Valter Vanni, former leader of the Communist Party in Venice, summarised perfectly this issue by saying that the Venetian centre right is “a club, a club of Venetians who think in Venetian, who have a Venetian perspective on problems. For the centre right thinking in Venetian is automatic. For the centre left it’s not. That’s the point.”
Even when in the condition of winning an election, the centre left has been able to lose it. This is what happened in 1995, when a strong candidate was supposed to run for the regional election: Tina Anselmi, leader of the resistance movement and later first female minister in the history of the Italian state. All commentator agree that her candidature would have meant a victory in Veneto, the first for the left, the first for a female. Her candidature was silently repealed and annulled by the central party in Rome through the action of Rosy Bindi, nowadays president of the Democratic Party.
The most compelling attempt to change the centralism of the centre left in Veneto failed too. The Movement of the North-East was promoted in 1997 by Massimo Cacciari, former mayor of Venice, and Mario Carraro, a businessman. The main aim of this newly formed political party was exactly to “avoid Veneto to carry on being governed by parties depending on Roman headquarters”. This attempt failed for internal struggles between the two promoters.
To summarise, the dilemma of this region is yet to be solved.
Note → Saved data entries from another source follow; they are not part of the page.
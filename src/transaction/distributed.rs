use std::sync::Arc;
use std::time::Duration;

use crate::broker::Broker;
use crate::broker::message::{DetachableMessage, Message};
use crate::transaction::Xid;
use crate::transaction::branch::{Branch, BranchState};
use crate::transaction::registry::BranchRef;
use crate::utils::BrokerError;

/// Session side of XA. Between `start` and `end` enqueues and dequeues go
/// to the associated branch; outside they apply directly.
pub struct DistributedTransaction {
    broker: Arc<Broker>,
    session: u64,
    branch: Option<BranchRef>,
    errors: Vec<String>,
}

impl DistributedTransaction {
    pub fn new(broker: Arc<Broker>, session: u64) -> Self {
        Self {
            broker,
            session,
            branch: None,
            errors: Vec::new(),
        }
    }

    pub fn enqueue(&mut self, message: Message) -> Result<(), BrokerError> {
        let result = match &self.branch {
            Some(branch) => branch.lock().enqueue(&self.broker, message),
            None => self.broker.publish(message),
        };
        self.record(result)
    }

    pub fn dequeue(&mut self, queue: &str, message: Arc<DetachableMessage>) -> Result<(), BrokerError> {
        let result = match &self.branch {
            Some(branch) => branch.lock().dequeue(&self.broker, queue, message),
            None => self.broker.acknowledge(queue, &message),
        };
        self.record(result)
    }

    fn record(&mut self, result: Result<(), BrokerError>) -> Result<(), BrokerError> {
        if let Err(e) = &result {
            self.errors.push(e.to_string());
        }
        result
    }

    pub fn start(&mut self, xid: &Xid, join: bool, resume: bool) -> Result<(), BrokerError> {
        if join && resume {
            return Err(BrokerError::validation(format!(
                "cannot start a branch with both join and resume set {xid}"
            )));
        }

        let registry = self.broker.dtx_registry();
        let existing = registry.branch(xid)?;
        let branch = if join || resume {
            let branch = existing.ok_or_else(|| BrokerError::UnknownXid(xid.clone()))?;
            {
                let mut guard = branch.lock();
                if join {
                    guard.associate_session(self.session);
                } else {
                    guard.resume_session(self.session)?;
                }
            }
            branch
        } else {
            if existing.is_some() {
                return Err(BrokerError::validation(format!(
                    "xid {xid} cannot be started as it is already known"
                )));
            }
            let branch = registry.register(Branch::new(xid.clone(), self.broker.store().clone()))?;
            branch.lock().associate_session(self.session);
            branch
        };

        self.branch = Some(branch);
        Ok(())
    }

    pub fn end(&mut self, xid: &Xid, fail: bool, suspend: bool) -> Result<(), BrokerError> {
        let branch = self
            .broker
            .dtx_registry()
            .branch(xid)?
            .ok_or_else(|| BrokerError::UnknownXid(xid.clone()))?;

        let result = {
            let mut branch = branch.lock();
            if suspend && fail {
                branch.disassociate_session(self.session);
                Err(BrokerError::validation(format!(
                    "cannot end a branch with both suspend and fail set {xid}"
                )))
            } else if !branch.is_associated(self.session) {
                return Err(BrokerError::validation(format!(
                    "xid {xid} not associated with the current session"
                )));
            } else if suspend {
                branch.suspend_session(self.session);
                Ok(())
            } else {
                if fail {
                    branch.set_state(BranchState::RollbackOnly);
                }
                branch.disassociate_session(self.session);
                Ok(())
            }
        };

        self.branch = None;
        result
    }

    pub fn prepare(&mut self, xid: &Xid) -> Result<(), BrokerError> {
        if !self.errors.is_empty() {
            return Err(BrokerError::validation(format!(
                "pre conditions failed for prepare. Errors: {}",
                self.errors.join("; ")
            )));
        }
        self.broker.dtx_registry().prepare(xid)
    }

    pub fn commit(&mut self, xid: &Xid, one_phase: bool) -> Result<(), BrokerError> {
        self.broker
            .dtx_registry()
            .commit(&self.broker, xid, one_phase)?;
        self.errors.clear();
        Ok(())
    }

    pub fn rollback(&mut self, xid: &Xid) -> Result<(), BrokerError> {
        self.broker.dtx_registry().rollback(&self.broker, xid)?;
        self.errors.clear();
        Ok(())
    }

    pub fn forget(&mut self, xid: &Xid) -> Result<(), BrokerError> {
        self.broker.dtx_registry().forget(xid)
    }

    pub fn set_timeout(&mut self, xid: &Xid, timeout: Duration) -> Result<(), BrokerError> {
        self.broker.dtx_registry().set_timeout(xid, timeout)
    }

    pub fn in_transaction_block(&self) -> bool {
        self.branch.is_some()
    }
}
An economic giant who has not been able, perhaps because of its economical significance, to develop itself as an independent centre of power and decision making. Venetian politics, because of his subordination to forces outside Veneto, has been able to put Veneto even more at the margins of the Italian state, but without no say about its own future. The ineptitude of this same political class has not allowed the development of policies regarding Venetian culture and identity, seriously endangering local culture in the first period of globalisation. The parties that should be more eager to promote these issues, pro-independence parties, are fragmented and incompetent (with the exception of few individuals).
The future of Venetian politics lies in the new generation of Venetians. It is going to be up to them to determine a new political status of Veneto in relations to the Italian state. Considering the material conditions of the territory, Venetian parties ought to be able to fight against the cultural and political hegemony of Italian political parties.
A new attempt to do so is the recently born Sanca (“left” in Venetian) Veneta. A pro-independence progressive party who is trying to bring a left perspective on the independence discourse.
* Stefano Zambon is a Sanca Veneta activist and promoter.